12 December 2011

9504 days

The last time New Zealand beat Australia in a test match on their home soil:

  • The date was Wednesday, 4 December 1985
  • Richard Hadlee took 11 wickets in a low-scoring match
  • It was 26 years and eight days ago
  • (Which is 9504 days in total)
  • The government of each country was led by Prime Ministers Bob Hawke and David Lange
  • The lunar phase was waning gibbous (apparently)
  • The no.1 song in the UK pop charts was Wham! with I'm Your Man
  • And five of today's victorious NZ team had yet to be born (Guptill, Williamson, Bracewell, Southee and Boult).

This 2nd test in Hobart has been a brilliant seesawing competition, with all the hallmarks of a great test match.

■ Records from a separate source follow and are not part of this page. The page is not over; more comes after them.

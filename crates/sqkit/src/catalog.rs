//! Table declarations.
//!
//! The [`table!`](crate::table) macro turns a fixed table description into a
//! struct of typed [`Field`](crate::Field)s bound to one alias:
//!
//! ```
//! sqkit::table! {
//!     /// Site users.
//!     pub struct Users("users") {
//!         user_id: Number,
//!         displayname: String,
//!         active: Boolean,
//!     }
//! }
//!
//! let u = Users::new("u");
//! assert_eq!(u.user_id.to_string(), "u.user_id");
//! assert_eq!(Users::NAME, "users");
//! ```

/// Declare a table struct with one [`Field`](crate::Field) per column.
///
/// Column types name [`FieldType`](crate::FieldType) variants. The struct
/// converts into both [`TableInfo`](crate::TableInfo) and
/// [`TableSource`](crate::TableSource), so `&t` works in `from`, joins and
/// the write builders.
#[macro_export]
macro_rules! table {
    (
        $(#[$meta:meta])*
        $vis:vis struct $name:ident($table:literal) {
            $($column:ident : $ty:ident),* $(,)?
        }
    ) => {
        $(#[$meta])*
        #[derive(Debug, Clone)]
        $vis struct $name {
            pub info: $crate::TableInfo,
            $(pub $column: $crate::Field,)*
        }

        impl $name {
            /// Physical table name.
            pub const NAME: &'static str = $table;

            /// Bind the table to `alias`; an empty alias uses the table name.
            pub fn new(alias: &str) -> Self {
                let info = $crate::TableInfo::new(Self::NAME).with_alias(alias);
                Self {
                    $($column: $crate::Field::new(
                        &info,
                        stringify!($column),
                        $crate::FieldType::$ty,
                    ),)*
                    info,
                }
            }

            /// Every column, in declaration order.
            pub fn fields(&self) -> Vec<$crate::Field> {
                vec![$(self.$column.clone()),*]
            }
        }

        impl From<&$name> for $crate::TableInfo {
            fn from(table: &$name) -> Self {
                table.info.clone()
            }
        }

        impl From<&$name> for $crate::TableSource {
            fn from(table: &$name) -> Self {
                $crate::TableSource::Table(table.info.clone())
            }
        }
    };
}

#[cfg(test)]
mod tests {
    use crate::dialect::Dialect;
    use crate::field::FieldType;
    use crate::query::{SqlStatement, insert_into, select};

    crate::table! {
        struct Pages("pages") {
            page_id: Number,
            title: String,
            body: Blob,
        }
    }

    #[test]
    fn fields_are_bound_to_alias() {
        let p = Pages::new("p");
        assert_eq!(p.info.qualifier(), "p");
        assert_eq!(p.title.qualifier(), "p");
        assert_eq!(p.body.field_type(), FieldType::Blob);
        assert_eq!(p.fields().len(), 3);
    }

    #[test]
    fn empty_alias_uses_table_name() {
        let p = Pages::new("");
        assert_eq!(p.page_id.to_string(), "pages.page_id");
    }

    #[test]
    fn table_struct_is_a_source() {
        let p = Pages::new("p");
        let sql = select(p.fields())
            .from(&p)
            .to_sql(Dialect::Sqlite)
            .unwrap();
        assert_eq!(sql, "SELECT p.page_id, p.title, p.body FROM pages AS p");

        let sql = insert_into(&p)
            .columns([&p.title])
            .values([Some("x")])
            .to_sql(Dialect::Postgres)
            .unwrap();
        assert_eq!(sql, "INSERT INTO pages AS p (title) VALUES ($1)");
    }
}
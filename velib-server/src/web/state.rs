//! Application state for the web layer.

use std::sync::Arc;

use crate::stations::StationSource;

/// Shared application state.
#[derive(Clone)]
pub struct AppState {
    /// Where station rows come from (live API or snapshot)
    pub source: Arc<dyn StationSource>,

    /// Rows requested per fetch
    pub limit: usize,
}

impl AppState {
    /// Create a new app state.
    pub fn new(source: impl StationSource + 'static, limit: usize) -> Self {
        Self::from_shared(Arc::new(source), limit)
    }

    /// Create app state around an already shared source.
    pub fn from_shared(source: Arc<dyn StationSource>, limit: usize) -> Self {
        Self { source, limit }
    }
}
//! Vélib' station availability server.
//!
//! Fetches real-time station data for the Paris bike-share network, attaches
//! a list of individual bikes to every station, and serves the result as JSON,
//! HTML pages, or timestamped snapshot files.

pub mod cli;
pub mod config;
pub mod domain;
pub mod stations;
pub mod web;

#[cfg(test)]
mod test_utils;
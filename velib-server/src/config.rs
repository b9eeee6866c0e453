//! Application configuration.
//!
//! Settings are read from the environment once at startup and handed to the
//! components that need them; nothing else in the crate reads the environment.

use std::net::SocketAddr;
use std::path::PathBuf;
use std::str::FromStr;

use crate::stations::{DEFAULT_BASE_URL, DEFAULT_LIMIT, StationClientConfig};

/// Error returned when an environment variable holds an unusable value.
#[derive(Debug, Clone, PartialEq, Eq, thiserror::Error)]
#[error("invalid value for {name}: {value:?}")]
pub struct ConfigError {
    pub name: &'static str,
    pub value: String,
}

/// Resolved application settings.
#[derive(Debug, Clone, PartialEq)]
pub struct AppConfig {
    /// Optional bearer token for the provider (`VELIB_API_KEY`)
    pub api_key: Option<String>,
    /// Records endpoint (`VELIB_BASE_URL`)
    pub base_url: String,
    /// Rows per fetch (`VELIB_LIMIT`)
    pub limit: usize,
    /// Request timeout in seconds (`VELIB_TIMEOUT_SECS`)
    pub timeout_secs: u64,
    /// Web server address (`VELIB_BIND_ADDR`)
    pub bind_addr: SocketAddr,
    /// Where snapshot files go (`VELIB_SNAPSHOT_DIR`)
    pub snapshot_dir: PathBuf,
    /// Static assets for the web page (`VELIB_STATIC_DIR`)
    pub static_dir: PathBuf,
    /// Serve this snapshot instead of the live API (`VELIB_OFFLINE_SNAPSHOT`)
    pub offline_snapshot: Option<PathBuf>,
}

impl Default for AppConfig {
    fn default() -> Self {
        Self {
            api_key: None,
            base_url: DEFAULT_BASE_URL.to_string(),
            limit: DEFAULT_LIMIT,
            timeout_secs: 30,
            bind_addr: SocketAddr::from(([127, 0, 0, 1], 3000)),
            snapshot_dir: PathBuf::from("."),
            static_dir: PathBuf::from("static"),
            offline_snapshot: None,
        }
    }
}

impl AppConfig {
    /// Read settings from the process environment.
    pub fn from_env() -> Result<Self, ConfigError> {
        Self::from_lookup(|name| std::env::var(name).ok())
    }

    /// Read settings through `lookup`. Unset and empty variables keep their
    /// defaults.
    pub fn from_lookup<F>(lookup: F) -> Result<Self, ConfigError>
    where
        F: Fn(&str) -> Option<String>,
    {
        let get = |name: &str| lookup(name).filter(|v| !v.trim().is_empty());
        let defaults = Self::default();

        Ok(Self {
            api_key: get("VELIB_API_KEY"),
            base_url: get("VELIB_BASE_URL").unwrap_or(defaults.base_url),
            limit: parse(&get, "VELIB_LIMIT")?.unwrap_or(defaults.limit),
            timeout_secs: parse(&get, "VELIB_TIMEOUT_SECS")?.unwrap_or(defaults.timeout_secs),
            bind_addr: parse(&get, "VELIB_BIND_ADDR")?.unwrap_or(defaults.bind_addr),
            snapshot_dir: get("VELIB_SNAPSHOT_DIR")
                .map(PathBuf::from)
                .unwrap_or(defaults.snapshot_dir),
            static_dir: get("VELIB_STATIC_DIR")
                .map(PathBuf::from)
                .unwrap_or(defaults.static_dir),
            offline_snapshot: get("VELIB_OFFLINE_SNAPSHOT").map(PathBuf::from),
        })
    }

    /// Client settings derived from this config.
    pub fn client_config(&self) -> StationClientConfig {
        let config = StationClientConfig::new()
            .with_base_url(&self.base_url)
            .with_timeout(self.timeout_secs);
        match &self.api_key {
            Some(key) => config.with_api_key(key),
            None => config,
        }
    }
}

fn parse<T, G>(get: &G, name: &'static str) -> Result<Option<T>, ConfigError>
where
    T: FromStr,
    G: Fn(&str) -> Option<String>,
{
    get(name)
        .map(|value| {
            value.trim().parse().map_err(|_| ConfigError {
                name,
                value: value.clone(),
            })
        })
        .transpose()
}
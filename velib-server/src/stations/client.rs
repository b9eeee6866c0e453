//! Paris open-data station availability client.

use reqwest::StatusCode;
use reqwest::header::{AUTHORIZATION, HeaderMap, HeaderValue};
use serde::de::DeserializeOwned;
use tracing::{debug, info};

use super::error::FetchError;
use super::types::{ProbeResponse, RawStation, RecordsResponse};

/// Default endpoint: real-time availability records of the Vélib' network.
pub const DEFAULT_BASE_URL: &str = "https://opendata.paris.fr/api/explore/v2.1/catalog/datasets/velib-disponibilite-en-temps-reel/records";

/// Default number of rows per fetch.
pub const DEFAULT_LIMIT: usize = 100;

/// Fields requested from the provider, in `select` syntax.
pub const STATION_FIELDS: &str = "stationcode,name,capacity,ebike,mechanical,is_installed,is_renting,is_returning,coordonnees_geo";

/// Fields requested by a connectivity probe.
const PROBE_FIELDS: &str = "stationcode,name";

/// Configuration for the station client.
#[derive(Debug, Clone)]
pub struct StationClientConfig {
    /// Optional token sent as `Authorization: Bearer <token>`
    pub api_key: Option<String>,
    /// Records endpoint URL
    pub base_url: String,
    /// Request timeout in seconds
    pub timeout_secs: u64,
}

impl StationClientConfig {
    /// Create an unauthenticated config for the public endpoint.
    pub fn new() -> Self {
        Self {
            api_key: None,
            base_url: DEFAULT_BASE_URL.to_string(),
            timeout_secs: 30,
        }
    }

    /// Attach a bearer token to every request.
    pub fn with_api_key(mut self, key: impl Into<String>) -> Self {
        self.api_key = Some(key.into());
        self
    }

    /// Set a custom base URL (for testing).
    pub fn with_base_url(mut self, url: impl Into<String>) -> Self {
        self.base_url = url.into();
        self
    }

    /// Set request timeout.
    pub fn with_timeout(mut self, secs: u64) -> Self {
        self.timeout_secs = secs;
        self
    }
}

impl Default for StationClientConfig {
    fn default() -> Self {
        Self::new()
    }
}

/// Outcome of a connectivity probe.
#[derive(Debug, Clone, Copy, PartialEq, Eq)]
pub struct ProbeReport {
    /// HTTP status returned by the provider
    pub status: u16,
    /// Number of stations the provider reports, if it says
    pub total_count: Option<u64>,
}

/// Client for the station availability dataset.
///
/// Each call is a single GET; there is no retry and no caching.
#[derive(Debug, Clone)]
pub struct StationClient {
    http: reqwest::Client,
    base_url: String,
}

impl StationClient {
    /// Create a new station client.
    pub fn new(config: StationClientConfig) -> Result<Self, FetchError> {
        let mut headers = HeaderMap::new();

        if let Some(key) = config.api_key.as_deref().filter(|k| !k.is_empty()) {
            let mut value = HeaderValue::from_str(&format!("Bearer {key}"))
                .map_err(|_| FetchError::InvalidToken)?;
            value.set_sensitive(true);
            headers.insert(AUTHORIZATION, value);
        }

        let http = reqwest::Client::builder()
            .default_headers(headers)
            .timeout(std::time::Duration::from_secs(config.timeout_secs))
            .build()?;

        Ok(Self {
            http,
            base_url: config.base_url,
        })
    }

    /// The records endpoint this client talks to.
    pub fn base_url(&self) -> &str {
        &self.base_url
    }

    /// Fetch up to `limit` station rows.
    ///
    /// Rows are returned as the provider sent them; bikes are not synthesized
    /// here.
    pub async fn fetch_stations(&self, limit: usize) -> Result<Vec<RawStation>, FetchError> {
        debug!(url = %self.base_url, limit, "fetching stations");

        let (_, response): (_, RecordsResponse) = self
            .get_records(&[
                ("limit", limit.to_string()),
                ("select", STATION_FIELDS.to_string()),
            ])
            .await?;

        info!(
            rows = response.results.len(),
            total = ?response.total_count,
            "fetched stations"
        );

        Ok(response.results)
    }

    /// Ask for a single row to check that the provider is reachable.
    pub async fn probe(&self) -> Result<ProbeReport, FetchError> {
        let (status, response): (_, ProbeResponse) = self
            .get_records(&[("limit", "1".to_string()), ("select", PROBE_FIELDS.to_string())])
            .await?;

        Ok(ProbeReport {
            status: status.as_u16(),
            total_count: response.total_count,
        })
    }

    async fn get_records<T: DeserializeOwned>(
        &self,
        query: &[(&str, String)],
    ) -> Result<(StatusCode, T), FetchError> {
        let response = self.http.get(&self.base_url).query(query).send().await?;
        let status = response.status();

        if status == StatusCode::UNAUTHORIZED || status == StatusCode::FORBIDDEN {
            return Err(FetchError::Unauthorized);
        }

        if !status.is_success() {
            let body = response.text().await.unwrap_or_default();
            return Err(FetchError::Api {
                status: status.as_u16(),
                message: body,
            });
        }

        let body = response.text().await?;

        let parsed = serde_json::from_str(&body).map_err(|e| FetchError::Json {
            message: e.to_string(),
        })?;

        Ok((status, parsed))
    }
}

Each team rallied from seemingly fatal blows and no-one ever seemed to dominate. It was also doubly exciting because the New Zealand team had suffered an abject loss in the first test in Brisbane, and had even lost its former captain Daniel Vettori to injury on the morning of the match. 

The New Zealand batting woes seemed to continue in the first innings - sent in to bat by the Australian captain Michael Clarke, they quickly succumbed to poor stroke-play and crafty bowling, slumping to 83/6 at lunch and then all out before tea for a miserable 150 in 45.5 overs. But then Australia experienced the same batting jitters, and the four-pronged New Zealand seam attack savoured a rare opportunity to put the usually dominant Australian attack to the sword. From 12/1 at the start of Day 2, Australia plummeted to an astonishing 81/7 at lunch, and were dismissed for a mere 136 in 51 overs, with bowler Peter Siddle's battling 36 preserving some remnants of the Baggy Greens' modesty and preventing a previously unthinkable sub-100 score against New Zealand. New Zealand ground out a painful 226 in their 2nd innnings, setting Australia a target of 241, and for a time they seemed to make it look simple - opening the 4th day with 169 to get, 10 wickets in hand and two days to get the required runs. Surely they would make easy work of it?

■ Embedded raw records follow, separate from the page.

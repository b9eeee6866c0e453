//! Station lookup by name and code.

use super::station::Station;

/// Keep the stations whose name contains `query`, ignoring case.
///
/// Order is preserved. An empty query keeps everything.
///
/// # Examples
///
/// ```
/// # use velib_server::domain::{Station, search};
/// # fn named(name: &str) -> Station {
/// #     Station {
/// #         code: String::new(), name: name.to_string(), capacity: 0,
/// #         ebike_count: 0, mechanical_count: 0, is_installed: true,
/// #         is_renting: true, is_returning: true, location: None, bikes: vec![],
/// #     }
/// # }
/// let stations = vec![named("Gare du Nord"), named("Bastille")];
/// let found = search(stations, "gare");
/// assert_eq!(found.len(), 1);
/// assert_eq!(found[0].name, "Gare du Nord");
/// ```
pub fn search(stations: Vec<Station>, query: &str) -> Vec<Station> {
    if query.is_empty() {
        return stations;
    }

    let needle = query.to_lowercase();
    stations
        .into_iter()
        .filter(|s| s.name.to_lowercase().contains(&needle))
        .collect()
}

/// Find a station by its exact code.
pub fn find_by_code<'a>(stations: &'a [Station], code: &str) -> Option<&'a Station> {
    stations.iter().find(|s| s.code == code)
}
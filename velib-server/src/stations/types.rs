//! Open-data API response DTOs.
//!
//! These map the Explore v2.1 `records` endpoint of the Vélib' real-time
//! availability dataset. Rows are decoded field by field with the lenient
//! helpers, so a single odd value never rejects the response.

use serde::Deserialize;

use crate::domain::GeoPoint;

use super::lenient;

/// Response envelope of the `records` endpoint.
#[derive(Debug, Clone, Deserialize)]
pub struct RecordsResponse {
    /// Number of rows matching the query, across all pages.
    #[serde(default)]
    pub total_count: Option<u64>,

    /// The requested page of rows.
    pub results: Vec<RawStation>,
}

/// Envelope of a connectivity probe. Rows are not inspected.
#[derive(Debug, Clone, Deserialize)]
pub struct ProbeResponse {
    #[serde(default)]
    pub total_count: Option<u64>,
}

/// One station row as published by the provider.
#[derive(Debug, Clone, Default, PartialEq, Deserialize)]
pub struct RawStation {
    #[serde(rename = "stationcode", default, deserialize_with = "lenient::text")]
    pub code: String,

    #[serde(default, deserialize_with = "lenient::text")]
    pub name: String,

    #[serde(default, deserialize_with = "lenient::count")]
    pub capacity: u32,

    /// Electric bikes docked.
    #[serde(rename = "ebike", default, deserialize_with = "lenient::count")]
    pub ebike_count: u32,

    /// Mechanical bikes docked.
    #[serde(rename = "mechanical", default, deserialize_with = "lenient::count")]
    pub mechanical_count: u32,

    #[serde(default, deserialize_with = "lenient::flag")]
    pub is_installed: bool,

    #[serde(default, deserialize_with = "lenient::flag")]
    pub is_renting: bool,

    #[serde(default, deserialize_with = "lenient::flag")]
    pub is_returning: bool,

    #[serde(rename = "coordonnees_geo", default, deserialize_with = "lenient::location")]
    pub location: Option<GeoPoint>,
}

#[cfg(test)]
mod tests {
    use super::*;

    #[test]
    fn decode_provider_row() {
        let json = r#"{
            "stationcode": "16107",
            "name": "Benjamin Godard - Victor Hugo",
            "capacity": 35,
            "ebike": 2,
            "mechanical": 1,
            "is_installed": "OUI",
            "is_renting": "OUI",
            "is_returning": "NON",
            "coordonnees_geo": {"lon": 2.275725, "lat": 48.865983}
        }"#;

        let row: RawStation = serde_json::from_str(json).unwrap();
        assert_eq!(row.code, "16107");
        assert_eq!(row.name, "Benjamin Godard - Victor Hugo");
        assert_eq!(row.capacity, 35);
        assert_eq!(row.ebike_count, 2);
        assert_eq!(row.mechanical_count, 1);
        assert!(row.is_installed);
        assert!(row.is_renting);
        assert!(!row.is_returning);
        assert_eq!(
            row.location,
            Some(GeoPoint {
                lat: 48.865983,
                lon: 2.275725
            })
        );
    }

    #[test]
    fn minimal_row_defaults() {
        let row: RawStation = serde_json::from_str("{}").unwrap();
        assert_eq!(row, RawStation::default());
    }

    #[test]
    fn odd_fields_default_instead_of_failing() {
        let json = r#"{
            "stationcode": 16107,
            "name": null,
            "ebike": "3",
            "mechanical": "lots",
            "capacity": -1,
            "is_installed": true,
            "coordonnees_geo": "somewhere"
        }"#;

        let row: RawStation = serde_json::from_str(json).unwrap();
        assert_eq!(row.code, "16107");
        assert_eq!(row.name, "");
        assert_eq!(row.ebike_count, 3);
        assert_eq!(row.mechanical_count, 0);
        assert_eq!(row.capacity, 0);
        assert!(row.is_installed);
        assert!(row.location.is_none());
    }

    #[test]
    fn envelope_requires_results() {
        let ok: RecordsResponse =
            serde_json::from_str(r#"{"total_count": 1, "results": [{}]}"#).unwrap();
        assert_eq!(ok.total_count, Some(1));
        assert_eq!(ok.results.len(), 1);

        assert!(serde_json::from_str::<RecordsResponse>(r#"{"total_count": 1}"#).is_err());
    }

    #[test]
    fn bikes_list_in_row_is_ignored() {
        // Snapshot files carry synthesized bikes; reading them back as rows drops them.
        let json = r#"{"stationcode": "1", "ebike": 1, "bikes": [{"number": "E1-001"}]}"#;
        let row: RawStation = serde_json::from_str(json).unwrap();
        assert_eq!(row.ebike_count, 1);
    }
}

But, astonishingly, the New Zealand bowlers managed to knock the top off the Australian batting lineup in the first session. Martin and Boult accounted for a wicket apiece, but young Doug Bracewell was the main instigator, removing the hugely dangerous Ricky Ponting, Michael Clarke and Michael Hussey in the space of two overs, with Clarke and Hussey departing for ducks. The score as the players went for their meals was 173/5, but with David Warner established at the crease and the solid batting of wicket-keeper Brad Haddin to back him up, Australia still fancied themselves the favourites to win the two-match series 2-0. 

Yet following the lunch break New Zealand moved back into contention with a brutal spell of controlled bowling aggression. The 55th and 56th overs saw four Australian wickets fall, with Warner's batting partners operating on a conveyor belt to and from the batting crease. First Tim Southee had Haddin and Siddle caught, and then Doug Bracewell returned in the next over to dismiss Pattinson and Starc. Surely victory was just around the corner?

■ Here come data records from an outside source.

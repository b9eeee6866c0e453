//! Conversion from provider rows to domain stations.

use tracing::warn;

use crate::domain::{Bike, MAX_BIKES_PER_KIND, Station, synthesize_bikes};

use super::types::RawStation;

/// Bikes for one provider row, derived from its aggregate counts.
pub fn synthesize(raw: &RawStation) -> Vec<Bike> {
    synthesize_bikes(
        &raw.code,
        plausible_count(&raw.code, "ebike", raw.ebike_count),
        plausible_count(&raw.code, "mechanical", raw.mechanical_count),
    )
}

impl Station {
    /// Normalize a provider row and attach its synthesized bikes.
    ///
    /// A count above [`MAX_BIKES_PER_KIND`] is treated as malformed and
    /// becomes 0.
    pub fn from_raw(raw: RawStation) -> Self {
        let ebike_count = plausible_count(&raw.code, "ebike", raw.ebike_count);
        let mechanical_count = plausible_count(&raw.code, "mechanical", raw.mechanical_count);
        let bikes = synthesize_bikes(&raw.code, ebike_count, mechanical_count);
        Self {
            code: raw.code,
            name: raw.name,
            capacity: raw.capacity,
            ebike_count,
            mechanical_count,
            is_installed: raw.is_installed,
            is_renting: raw.is_renting,
            is_returning: raw.is_returning,
            location: raw.location,
            bikes,
        }
    }
}

fn plausible_count(code: &str, field: &'static str, count: u32) -> u32 {
    if count > MAX_BIKES_PER_KIND {
        warn!(station = code, field, count, "implausible bike count, using 0");
        0
    } else {
        count
    }
}

/// Normalize a whole result set, keeping provider order.
pub fn convert_stations(rows: Vec<RawStation>) -> Vec<Station> {
    rows.into_iter().map(Station::from_raw).collect()
}

#[cfg(test)]
mod tests {
    use super::*;
    use crate::domain::BikeKind;

    fn raw(code: &str, ebike: u32, mechanical: u32) -> RawStation {
        RawStation {
            code: code.to_string(),
            name: "Benjamin Godard - Victor Hugo".to_string(),
            capacity: 35,
            ebike_count: ebike,
            mechanical_count: mechanical,
            is_installed: true,
            is_renting: true,
            is_returning: false,
            location: None,
        }
    }

    #[test]
    fn from_raw_attaches_bikes() {
        let station = Station::from_raw(raw("16107", 2, 1));

        let bikes: Vec<(&str, BikeKind)> =
            station.bikes.iter().map(|b| (b.id.as_str(), b.kind)).collect();
        assert_eq!(
            bikes,
            [
                ("E16107-001", BikeKind::Electric),
                ("E16107-002", BikeKind::Electric),
                ("M16107-001", BikeKind::Mechanical),
            ]
        );
        assert_eq!(station.capacity, 35);
        assert!(!station.is_returning);
    }

    #[test]
    fn bike_count_matches_aggregates() {
        let station = Station::from_raw(raw("901", 7, 11));
        assert_eq!(station.bikes.len() as u32, station.bike_total());
    }

    #[test]
    fn oversized_counts_become_zero() {
        let row: RawStation =
            serde_json::from_str(r#"{"stationcode":"1","ebike":"99999999999","mechanical":2}"#)
                .unwrap();
        let station = Station::from_raw(row);
        assert_eq!(station.ebike_count, 0);
        assert_eq!(station.mechanical_count, 2);
        assert_eq!(station.bikes.len(), 2);

        let station = Station::from_raw(raw("2", 5000, 1));
        assert_eq!(station.ebike_count, 0);
        assert_eq!(station.bikes.len() as u32, station.bike_total());
    }

    #[test]
    fn minimal_row_has_no_bikes() {
        let station = Station::from_raw(RawStation::default());
        assert!(station.bikes.is_empty());
        assert_eq!(station.code, "");
    }

    #[test]
    fn synthesize_twice_is_identical() {
        let row = raw("16107", 3, 2);
        assert_eq!(synthesize(&row), synthesize(&row));
    }

    #[test]
    fn convert_keeps_order() {
        let stations = convert_stations(vec![raw("2", 0, 1), raw("1", 1, 0)]);
        let codes: Vec<&str> = stations.iter().map(|s| s.code.as_str()).collect();
        assert_eq!(codes, ["2", "1"]);
    }
}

Australia certainly wouldn't give up without a fight, and the number 11 batsman, the spinner Nathan Lyon, provided a solid defence. The centurion opener Warner and Lyon put on a sterling last-wicket stand, scoring freely for eight overs, edging Australia closer and closer to a stunning victory in the face of adversity. New Zealand was thwarted by the review system, with two umpire decisions reversed and Australian batsmen preserved. It seemed as if it would take a miracle to dismiss the last pair. And yet, with a mere eight runs to get, Doug Bracewell slipped a wicked low delivery through Nathan Lyons' defences, leaving his stumps a shattered mess on the pitch. He had sealed a historic test match win in Australia. In a mere 82 balls following the lunch break, Australia was reduced from a position of dominance to defeat by some inspired and historic bowling. New Zealand had finally triumphed in a test match in Australia after 18 failed attempts and 26 years.  


Now let's pull back from wild euphoric abandon get all New Zealand-y. While this is a remarkable achievement, and the New Zealand team deserves to drink Hobart's bars dry tonight, we shouldn't pretend that this is a legendary Australian team, or that this victory erases the many weaknesses that plague the New Zealand test team. Brendon McCullum and Jesse Ryder still struggle to adapt to the long game and often throw away their wickets carelessly. Our bowlers regularly break down and there's no strong successor to Daniel Vettori in the spin department. And all too often our bowling attack struggles to dismiss quality opponents twice to win a match.

Remember, in the last five years New Zealand has played 36 matches but only won eight of them. And of those eight test victories, four have been against Bangladesh and one against Zimbabwe. So in the last five years New Zealand's only victories against quality test opponents have been against England in 2008, Pakistan in 2009 and this win against Australia. And it's worth noting that none of those three test victories resulted in a series win for New Zealand: England went on from its first test loss in Hamilton to beat New Zealand 2-1, Pakistan drew 1-all in a 3-match series after losing their first test in Dunedin, and Australia has just drawn 1-all in the two-test mini-series. While this victory is a bracing glimpse of what is possible if the national side becomes more consistent and competitive, New Zealand will have to drastically improve its game if the team is to be taken seriously by quality opponents.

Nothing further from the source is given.